*Supplied material*
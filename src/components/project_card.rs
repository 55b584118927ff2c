use leptos::prelude::*;

#[component]
pub fn ProjectCard(
    title: &'static str,
    description: &'static str,
    video: &'static str,
    technologies: &'static [&'static str],
    /// The demo link is left out entirely when there is nothing to link to
    live_url: Option<&'static str>,
    source_url: &'static str,
) -> impl IntoView {
    view! {
        <article class="project-card">
            <div class="project-card__media">
                <video class="project-card__video" autoplay=true loop=true muted=true playsinline=true>
                    <source src=video type="video/mp4" />
                    <source src=video type="video/quicktime" />
                    "Your browser does not support the video tag."
                </video>
            </div>

            <div class="project-card__body">
                <h3 class="project-card__title">{title}</h3>
                <p class="project-card__description">{description}</p>

                <ul class="tech-tags">
                    {technologies
                        .iter()
                        .map(|tech| view! { <li class="tech-tag">{*tech}</li> })
                        .collect::<Vec<_>>()}
                </ul>

                <div class="project-card__links">
                    {live_url.map(|url| view! {
                        <a
                            href=url
                            class="project-link project-link--demo"
                            target="_blank"
                            rel="noopener noreferrer"
                        >
                            <ExternalLinkIcon />
                            <span>"Live Demo"</span>
                        </a>
                    })}
                    <a
                        href=source_url
                        class="project-link project-link--source"
                        target="_blank"
                        rel="noopener noreferrer"
                    >
                        <GithubIcon />
                        <span>"Code"</span>
                    </a>
                </div>
            </div>
        </article>
    }
}

#[component]
fn ExternalLinkIcon() -> impl IntoView {
    view! {
        <svg class="project-link__icon" xmlns="http://www.w3.org/2000/svg" width="16" height="16" viewBox="0 0 24 24" fill="none" stroke="currentColor" stroke-width="2" stroke-linecap="round" stroke-linejoin="round" aria-hidden="true">
            <path d="M18 13v6a2 2 0 0 1-2 2H5a2 2 0 0 1-2-2V8a2 2 0 0 1 2-2h6"/>
            <polyline points="15 3 21 3 21 9"/>
            <line x1="10" y1="14" x2="21" y2="3"/>
        </svg>
    }
}

#[component]
fn GithubIcon() -> impl IntoView {
    view! {
        <svg class="project-link__icon" xmlns="http://www.w3.org/2000/svg" width="16" height="16" viewBox="0 0 24 24" fill="none" stroke="currentColor" stroke-width="2" stroke-linecap="round" stroke-linejoin="round" aria-hidden="true">
            <path d="M9 19c-5 1.5-5-2.5-7-3m14 6v-3.87a3.37 3.37 0 0 0-.94-2.61c3.14-.35 6.44-1.54 6.44-7A5.44 5.44 0 0 0 20 4.77 5.07 5.07 0 0 0 19.91 1S18.73.65 16 2.48a13.38 13.38 0 0 0-7 0C6.27.65 5.09 1 5.09 1A5.07 5.07 0 0 0 5 4.77a5.44 5.44 0 0 0-1.5 3.78c0 5.42 3.3 6.61 6.44 7A3.37 3.37 0 0 0 9 18.13V22"/>
        </svg>
    }
}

*Exercise*
When a line of the records has the word "technologies", pick it out and copy it.

*The completed task*
    technologies: &'static [&'static str],
                    {technologies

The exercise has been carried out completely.